The power struggle pits a handful of farm families and rural residents against
Nextera Energy Resources, a Florida-based renewable energy developer vying to
build the second biggest solar installation in the state.
“It’s kind of a David versus Goliath story,” said Janelle Geurts, who grew up on
the Lyon County farm she works with husband John. “You just sit here and try to
exhaust every effort you can, which we are trying to do. But they’ve got every
angle covered, let’s put it that way.”
Nextera needs approval from the Minnesota Public Utilities Commission to plant
more than 200,000 photovoltaic panels on land where crops are currently being
harvested for what could be the last time. The developer cites the economics of
scale as the reason for the super-sized, by Minnesota standards, project. The
sun power would tie into Xcel Energy’s transmission lines near Marshall, helping
the utility meet a state mandate for 1.5 percent of retail electricity to be
solar by 2020.
“The team continues to stay engaged with both local and state officials as well
as the community and is confident the project, if approved, would have a
positive impact on the local economy,” Steve Stengel, Nextera Energy Resources
communications director, said in a statement.

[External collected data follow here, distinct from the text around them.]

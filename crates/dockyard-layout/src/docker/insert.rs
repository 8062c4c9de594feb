//! Panel creation and placement: alone (new split or floater) or grouped
//! (as a tab in an existing frame).

use dockyard_common::{DockLocation, FrameId, PanelId, SplitterId, Vec2};

use crate::frame::Frame;
use crate::layout::{floating_rect, floating_size};
use crate::registry::CENTER_PANEL_TYPE;
use crate::splitter::Splitter;
use crate::tree::{NodeId, Orientation};

use super::Docker;

impl Docker {
    /// Build a detached panel of a registered type.
    pub fn create_panel(&mut self, panel_type: &str) -> Option<PanelId> {
        if panel_type == CENTER_PANEL_TYPE || !self.registry.contains(panel_type) {
            tracing::warn!(panel_type, "cannot create panel of this type");
            return None;
        }
        let id = PanelId(self.alloc_id());
        let panel = self.registry.build(panel_type, id)?;
        self.panels.insert(id, panel);
        Some(id)
    }

    /// Create a panel and place it. `Stacked` joins `parent`'s frame;
    /// every other location places the panel alone.
    pub fn add_panel(
        &mut self,
        panel_type: &str,
        location: DockLocation,
        parent: Option<PanelId>,
    ) -> Option<PanelId> {
        let id = self.create_panel(panel_type)?;
        let placed = if location == DockLocation::Stacked {
            self.add_panel_grouped(id, location, parent)
        } else {
            self.add_panel_alone(id, location, parent)
        };
        if placed {
            Some(id)
        } else {
            self.panels.remove(&id);
            None
        }
    }

    pub(super) fn is_detached(&self, panel: PanelId) -> bool {
        self.panels.get(&panel).is_some_and(|p| p.frame.is_none())
    }

    /// Place a detached panel in a frame of its own.
    ///
    /// `Float` creates a floating frame. Edge locations carve a new split
    /// out of the slot of `parent`'s frame, or of the center frame when
    /// there is no parent.
    pub fn add_panel_alone(
        &mut self,
        panel: PanelId,
        location: DockLocation,
        parent: Option<PanelId>,
    ) -> bool {
        if !self.is_detached(panel) {
            tracing::warn!(%panel, "panel is not detached");
            return false;
        }
        match location {
            DockLocation::Float => {
                self.float_panel(panel);
                true
            }
            DockLocation::Stacked => {
                tracing::warn!(%panel, "stacked placement needs a grouped add");
                false
            }
            _ => match self.split_target(parent) {
                Some(target) => self.graft_split(panel, target, location),
                None => false,
            },
        }
    }

    /// Place a detached panel as a tab in a suitable existing frame,
    /// falling back to [`add_panel_alone`](Self::add_panel_alone).
    pub fn add_panel_grouped(
        &mut self,
        panel: PanelId,
        location: DockLocation,
        parent: Option<PanelId>,
    ) -> bool {
        if !self.is_detached(panel) {
            tracing::warn!(%panel, "panel is not detached");
            return false;
        }
        match location {
            DockLocation::Stacked => {
                let Some(target) = parent.and_then(|p| self.frame_of(p)) else {
                    tracing::warn!(%panel, "stacked placement without a placed parent");
                    return false;
                };
                if target == self.center {
                    tracing::warn!(%panel, "cannot stack onto the center frame");
                    return false;
                }
                self.join_frame(panel, target);
                true
            }
            DockLocation::Float => match self.latest_floating_frame() {
                Some(target) => {
                    self.join_frame(panel, target);
                    true
                }
                None => self.add_panel_alone(panel, location, parent),
            },
            _ => {
                let target = match parent {
                    Some(p) => self.grouped_sibling(p, location),
                    None => self.grouped_edge_frame(location),
                };
                match target {
                    Some(target) => {
                        self.join_frame(panel, target);
                        true
                    }
                    None => self.add_panel_alone(panel, location, parent),
                }
            }
        }
    }

    /// Frame whose slot a split should carve. Floating frames are refused.
    fn split_target(&self, parent: Option<PanelId>) -> Option<FrameId> {
        let Some(parent) = parent else {
            return Some(self.center);
        };
        let Some(frame) = self.frame_of(parent).and_then(|f| self.frames.get(&f)) else {
            tracing::warn!(%parent, "split relative to a panel without a frame");
            return None;
        };
        if frame.is_floating() {
            tracing::warn!(%parent, "cannot split a floating frame");
            return None;
        }
        Some(frame.id())
    }

    /// Replace `target` in its slot with a new Splitter holding `target`
    /// and a new frame for `panel`.
    ///
    /// A splitter that replaces the lone center at the root fits its ratio
    /// to the panes' natural sizes on the next layout pass.
    fn graft_split(&mut self, panel: PanelId, target: FrameId, location: DockLocation) -> bool {
        let Some(orientation) = Orientation::for_location(location) else {
            return false;
        };
        let leading = location.is_leading();
        let ratio = if leading {
            self.config.splitter.leading_ratio
        } else {
            self.config.splitter.trailing_ratio
        };

        let frame_id = FrameId(self.alloc_id());
        let splitter_id = SplitterId(self.alloc_id());
        let new_node = NodeId::Frame(frame_id);
        let target_node = NodeId::Frame(target);
        let promotes_root = target == self.center && self.root == target_node;

        let mut splitter = Splitter::new(splitter_id, orientation, ratio);
        let (pane0, pane1) = if leading {
            (new_node, target_node)
        } else {
            (target_node, new_node)
        };
        splitter.set_pane(0, Some(pane0));
        splitter.set_pane(1, Some(pane1));
        splitter.pending_best_ratio = promotes_root;
        self.splitters.insert(splitter_id, splitter);

        self.replace_in_parent(target_node, NodeId::Splitter(splitter_id));
        self.set_parent(target_node, Some(splitter_id));

        let mut frame = Frame::docked(frame_id);
        frame.parent = Some(splitter_id);
        self.frames.insert(frame_id, frame);
        self.attach(panel, frame_id, None);

        tracing::debug!(%panel, %target, ?location, splitter = %splitter_id, "grafted split");
        self.mark_dirty();
        true
    }

    /// Wrap `panel` in a new floating frame at its preferred position.
    pub(super) fn float_panel(&mut self, panel: PanelId) -> FrameId {
        let floor = Vec2::new(
            self.config.floating.min_width,
            self.config.floating.min_height,
        );
        let fallback = Vec2::new(
            self.config.floating.default_width,
            self.config.floating.default_height,
        );
        let (pos, size) = match self.panels.get(&panel) {
            Some(p) => (
                p.position,
                floating_size(p.size, fallback, p.min_size.max(floor)),
            ),
            None => (Vec2::new(0.5, 0.5), fallback),
        };

        let id = FrameId(self.alloc_id());
        let mut frame = Frame::floating(id, pos, size);
        frame.rect = floating_rect(pos, size, self.container);
        self.frames.insert(id, frame);
        self.attach(panel, id, None);

        tracing::debug!(%panel, frame = %id, "floated panel");
        self.mark_dirty();
        id
    }

    pub(super) fn attach(&mut self, panel: PanelId, frame: FrameId, at: Option<usize>) {
        if let Some(f) = self.frames.get_mut(&frame) {
            f.add_panel(panel, at);
        }
        if let Some(p) = self.panels.get_mut(&panel) {
            p.frame = Some(frame);
        }
    }

    /// Append `panel` to `frame` as the active tab.
    fn join_frame(&mut self, panel: PanelId, frame: FrameId) {
        self.attach(panel, frame, None);
        if let Some(f) = self.frames.get_mut(&frame) {
            if let Some(index) = f.index_of(panel) {
                f.set_active(index as i32);
            }
        }
        tracing::debug!(%panel, %frame, "grouped panel");
        self.mark_dirty();
    }

    /// The frame on the `location` side of `parent`'s frame, one level up.
    fn grouped_sibling(&self, parent: PanelId, location: DockLocation) -> Option<FrameId> {
        let frame = self.frames.get(&self.frame_of(parent)?)?;
        if frame.is_floating() {
            return None;
        }
        let splitter = self.splitters.get(&frame.parent?)?;
        if Some(splitter.orientation()) != Orientation::for_location(location) {
            return None;
        }
        let side = if location.is_leading() { 0 } else { 1 };
        let sibling = splitter.pane(side)?.as_frame()?;
        (sibling != frame.id() && sibling != self.center).then_some(sibling)
    }

    /// Walk from the root toward the center looking for a frame already
    /// docked on the `location` side.
    fn grouped_edge_frame(&self, location: DockLocation) -> Option<FrameId> {
        let orientation = Orientation::for_location(location)?;
        let side = if location.is_leading() { 0 } else { 1 };
        let center = NodeId::Frame(self.center);

        let mut node = self.root;
        while let NodeId::Splitter(id) = node {
            let splitter = self.splitters.get(&id)?;
            if splitter.orientation() == orientation {
                if let Some(NodeId::Frame(frame)) = splitter.pane(side) {
                    if frame != self.center {
                        return Some(frame);
                    }
                }
            }
            node = splitter
                .children()
                .find(|child| self.node_contains(*child, center))?;
        }
        None
    }
}
//! dockyard configuration system.
//!
//! TOML-based configuration for the docking engine with validation.
//! All config sections use sensible defaults so partial configs work
//! out of the box.
//!
//! # Quick Start
//!
//! ```rust,no_run
//! use dockyard_config::{config_to_json, load_config};
//!
//! let config = load_config().expect("failed to load config");
//! println!("{}", config_to_json(&config));
//! ```

pub mod schema;
pub mod toml_loader;
pub mod toml_writer;
pub mod validation;

pub use schema::{DockConfig, CONFIG_SCHEMA_VERSION};
pub use toml_loader::{layout_path, load_from_path};
pub use toml_writer::{save_config, save_config_to_path, write_atomic};

use dockyard_common::ConfigError;

/// Load config from the platform default path and validate it.
pub fn load_config() -> Result<DockConfig, ConfigError> {
    let config = toml_loader::load_default()?;
    validation::validate(&config)?;
    Ok(config)
}

/// Serialize a config to a pretty-printed JSON string.
pub fn config_to_json(config: &DockConfig) -> String {
    serde_json::to_string_pretty(config)
        .unwrap_or_else(|e| format!("{{\"error\": \"failed to serialize config: {e}\"}}"))
}
//! Tree queries and parent-link upkeep.

use dockyard_common::{FrameId, PanelId, SplitterId};

use crate::tree::NodeId;

use super::Docker;

impl Docker {
    /// The frame holding `panel`, `None` if unknown or in transit.
    pub fn frame_of(&self, panel: PanelId) -> Option<FrameId> {
        self.panels.get(&panel).and_then(|p| p.frame)
    }

    /// Floating frames in creation order.
    pub fn floating_frames(&self) -> Vec<FrameId> {
        self.frames
            .values()
            .filter(|f| f.is_floating())
            .map(|f| f.id())
            .collect()
    }

    /// The most recently created floating frame.
    pub fn latest_floating_frame(&self) -> Option<FrameId> {
        self.frames
            .values()
            .rev()
            .find(|f| f.is_floating())
            .map(|f| f.id())
    }

    /// Docked frames in depth-first, pane0-first order.
    pub fn docked_frames(&self) -> Vec<FrameId> {
        let mut out = Vec::new();
        self.collect_frames(self.root, &mut out);
        out
    }

    fn collect_frames(&self, node: NodeId, out: &mut Vec<FrameId>) {
        match node {
            NodeId::Frame(id) => out.push(id),
            NodeId::Splitter(id) => {
                if let Some(splitter) = self.splitters.get(&id) {
                    for child in splitter.children() {
                        self.collect_frames(child, out);
                    }
                }
            }
        }
    }

    /// Whether `target` lies in the subtree rooted at `node`.
    pub fn node_contains(&self, node: NodeId, target: NodeId) -> bool {
        if node == target {
            return true;
        }
        match node {
            NodeId::Frame(_) => false,
            NodeId::Splitter(id) => self
                .splitters
                .get(&id)
                .is_some_and(|s| s.children().any(|c| self.node_contains(c, target))),
        }
    }

    pub fn parent_of(&self, node: NodeId) -> Option<SplitterId> {
        match node {
            NodeId::Frame(id) => self.frames.get(&id).and_then(|f| f.parent),
            NodeId::Splitter(id) => self.splitters.get(&id).and_then(|s| s.parent),
        }
    }

    pub(super) fn set_parent(&mut self, node: NodeId, parent: Option<SplitterId>) {
        match node {
            NodeId::Frame(id) => {
                if let Some(frame) = self.frames.get_mut(&id) {
                    frame.parent = parent;
                }
            }
            NodeId::Splitter(id) => {
                if let Some(splitter) = self.splitters.get_mut(&id) {
                    splitter.parent = parent;
                }
            }
        }
    }

    /// Put `new` where `old` hangs: its parent's slot, or the root.
    pub(super) fn replace_in_parent(&mut self, old: NodeId, new: NodeId) {
        let parent = self.parent_of(old);
        match parent {
            Some(id) => {
                if let Some(splitter) = self.splitters.get_mut(&id) {
                    splitter.replace_child(old, new);
                }
            }
            None => self.root = new,
        }
        self.set_parent(new, parent);
    }
}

At an October 20 and 21 hearing, an administrative law judge will consider the
applicability of a state regulation restricting the amount of acreage classified
as prime farmland under federal standards that can be taken for electric
generation.
“To me, it doesn’t make much sense, to have what is supposed to be a green
policy, and a very un-green proposal, in my mind, by Nextera,” said Court
Anderson, a Minneapolis attorney who represents several landowners.
RELATED: Timeout! Minnesota city passes moratorium on solar craze
The rule prohibits power plants from using more than one half acre of prime
cropland per megawatt of capacity. The formula limits the 62 megawatt proposed
facility to 31 acres, far fewer than the 364 acres planned for the solar array.
But a provision allowing for approval of projects in areas without “a feasible
and prudent alternative” complicates everything.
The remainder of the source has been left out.